The Super Mario Galaxy Movie pulled in $34 million on its opening Wednesday, edging past The Super Mario Bros. Movie's $31.7 million debut in 2023. Universal projects a $128.2 million three-day opening and $186 million over five days, which would fall short of the first film's $146.3 million and $204.6 million respectively, but rank as Illumination's second-best debut. Critics scored it 42% on Rotten Tomatoes against a 91% audience score.

⚔️Side Quest

🤣Laugh:

📺 Watch: A former Rockstar audio designer on Kiwi Talkz explains why the studio's open worlds sound the way they do. The answer is simpler than you'd expect: no creative constraints. You want 10,000 unique footstep sounds? Go nuts. Trim it later. It's a small portion of the interview but the philosophy it describes, overshoot and cut rather than scrape for that last 10% at the end, is one of the more useful production insights you'll hear ahead of GTA 6 dropping later this year.

🎮 Play: The Last Spell is a roguelite base defense tactical RPG, which sounds like too many genres at once until you're four hours in and still going. During the day you rebuild your haven and gear up your heroes, at night you hold the walls against escalating hordes until dawn. The build variety is genuinely deep, glass cannon mage with a gun is a real and viable choice, and the DLC maps add enough new wrinkles to keep experienced players on their toes. 

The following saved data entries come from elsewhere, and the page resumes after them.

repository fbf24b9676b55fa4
pub mod mock;
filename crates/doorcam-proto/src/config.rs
use serde::{Deserialize, Serialize};
use std::path::{Path, PathBuf};
use std::time::Duration;

use super::platform;
use super::protocol::{DEFAULT_CONTROL_PORT, DEFAULT_STREAM_PATH};

#[derive(Debug, Clone, Serialize, Deserialize, Default)]
pub struct Config {
    #[serde(default)]
    pub device: DeviceConfig,
    #[serde(default)]
    pub session: SessionConfig,
    #[serde(default)]
    pub decoder: DecoderConfig,
    #[serde(default)]
    pub sim: SimConfig,
}

/// Where the door unit lives and how long to wait for it.
#[derive(Debug, Clone, Serialize, Deserialize)]
pub struct DeviceConfig {
    #[serde(default = "default_host")]
    pub host: String,
    #[serde(default = "default_control_port")]
    pub control_port: u16,
    #[serde(default = "default_stream_path")]
    pub stream_path: String,
    /// Bound on a single start/stop command round-trip.
    #[serde(default = "default_command_timeout_ms")]
    pub command_timeout_ms: u64,
}

/// How the step between remote ack and decoder initialisation waits for the
/// door unit's feed to come up.
#[derive(Debug, Clone, Copy, Serialize, Deserialize, PartialEq, Eq, Default)]
#[serde(rename_all = "lowercase")]
pub enum Readiness {
    /// Sleep `settle_ms`.
    #[default]
    Fixed,
    /// Poll the stream URL every `probe_interval_ms` until frames arrive.
    Probe,
}

#[derive(Debug, Clone, Serialize, Deserialize)]
pub struct SessionConfig {
    /// Bound on remote ack + settle + decoder initialise.
    #[serde(default = "default_start_timeout_ms")]
    pub start_timeout_ms: u64,
    #[serde(default = "default_settle_ms")]
    pub settle_ms: u64,
    #[serde(default)]
    pub readiness: Readiness,
    #[serde(default = "default_probe_interval_ms")]
    pub probe_interval_ms: u64,
    /// Bound on teardown when the host goes away.
    #[serde(default = "default_teardown_grace_ms")]
    pub teardown_grace_ms: u64,
}

#[derive(Debug, Clone, Serialize, Deserialize, Default)]
pub struct DecoderConfig {
    /// Explicit mpv binary; searched for when unset.
    #[serde(default, skip_serializing_if = "Option::is_none")]
    pub mpv_path: Option<PathBuf>,
    /// Extra arguments appended to the mpv command line.
    #[serde(default)]
    pub extra_args: Vec<String>,
}

#[derive(Debug, Clone, Serialize, Deserialize)]
pub struct SimConfig {
    #[serde(default = "default_sim_bind_address")]
    pub bind_address: String,
    #[serde(default = "default_control_port")]
    pub port: u16,
    #[serde(default = "default_sim_fps")]
    pub fps: u32,
}

impl Default for DeviceConfig {
    fn default() -> Self {
        Self {
            host: default_host(),
            control_port: default_control_port(),
            stream_path: default_stream_path(),
            command_timeout_ms: default_command_timeout_ms(),
        }
    }
}

impl Default for SessionConfig {
    fn default() -> Self {
        Self {
            start_timeout_ms: default_start_timeout_ms(),
            settle_ms: default_settle_ms(),
            readiness: Readiness::default(),
            probe_interval_ms: default_probe_interval_ms(),
            teardown_grace_ms: default_teardown_grace_ms(),
        }
    }
}

impl Default for SimConfig {
    fn default() -> Self {
        Self {
            bind_address: default_sim_bind_address(),
            port: default_control_port(),
            fps: default_sim_fps(),
        }
    }
}

fn default_host() -> String {
    "127.0.0.1".to_string()
}

fn default_control_port() -> u16 {
    DEFAULT_CONTROL_PORT
}

fn default_stream_path() -> String {
    DEFAULT_STREAM_PATH.to_string()
}

fn default_command_timeout_ms() -> u64 {
    5_000
}

fn default_start_timeout_ms() -> u64 {
    15_000
}

fn default_settle_ms() -> u64 {
    1_000
}

fn default_probe_interval_ms() -> u64 {
    250
}

fn default_teardown_grace_ms() -> u64 {
    3_000
}

fn default_sim_bind_address() -> String {
    "127.0.0.1".to_string()
}

fn default_sim_fps() -> u32 {
    15
}

impl DeviceConfig {
    /// Base URL of the control endpoint, e.g. `http://10.0.0.5:8080`.
    pub fn base_url(&self) -> String {
        format!("http://{}:{}", self.host, self.control_port)
    }

    pub fn stream_url(&self) -> String {
        let path = self.stream_path.trim_start_matches('/');
        format!("{}/{}", self.base_url(), path)
    }

    pub fn command_timeout(&self) -> Duration {
        Duration::from_millis(self.command_timeout_ms)
    }
}

impl SessionConfig {
    pub fn start_timeout(&self) -> Duration {
        Duration::from_millis(self.start_timeout_ms)
    }

    pub fn settle(&self) -> Duration {
        Duration::from_millis(self.settle_ms)
    }

    pub fn probe_interval(&self) -> Duration {
        Duration::from_millis(self.probe_interval_ms.max(1))
    }

    pub fn teardown_grace(&self) -> Duration {
        Duration::from_millis(self.teardown_grace_ms)
    }
}

impl Config {
    /// Load from the default location, writing defaults on first run.
    pub fn load() -> anyhow::Result<Self> {
        Self::load_from(&Self::config_path())
    }

    pub fn load_from(config_path: &Path) -> anyhow::Result<Self> {
        if !config_path.exists() {
            let config = Self::default();
            config.save_to(config_path)?;
            return Ok(config);
        }

        let content = std::fs::read_to_string(config_path)?;
        let config: Self = toml::from_str(&content)?;
        Ok(config)
    }

    pub fn save_to(&self, config_path: &Path) -> anyhow::Result<()> {
        if let Some(parent) = config_path.parent() {
            std::fs::create_dir_all(parent)?;
        }
        let content = toml::to_string_pretty(self)?;
        std::fs::write(config_path, content)?;
        Ok(())
    }

    pub fn config_path() -> PathBuf {
        platform::config_dir().join("config.toml")
    }
}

📚 Read: Wes Fenlon for PC Gamer digs up cassette recordings from the 1989 Computer Game Developers Conference, where designers who built Activision and Ultima were already mourning the golden age of games being over.

💡Did You Know

Gabe Newell stopped making games at Valve because no one would argue with him. After Portal 2, Newell wanted to work as a regular team member, pitching ideas and getting honest pushback. Instead, every suggestion landed without friction. "Whatever you say," was the room's default response, even when he pushed back against it. Josh Weier, Portal 2's project lead designer, told Kiwi Talkz that Newell eventually accepted the reality: "I guess I'm just not going to be able to interact with everyone that way." He stepped back from hands-on development in the late 2000s and has largely stayed there since.

📜 Quote of the Day

“All the gifts your parents gave you, all the love and patience of your friends, you drowned in a neurotoxin. You let misery win. And it will keep on winning till you die -- or overcome it.”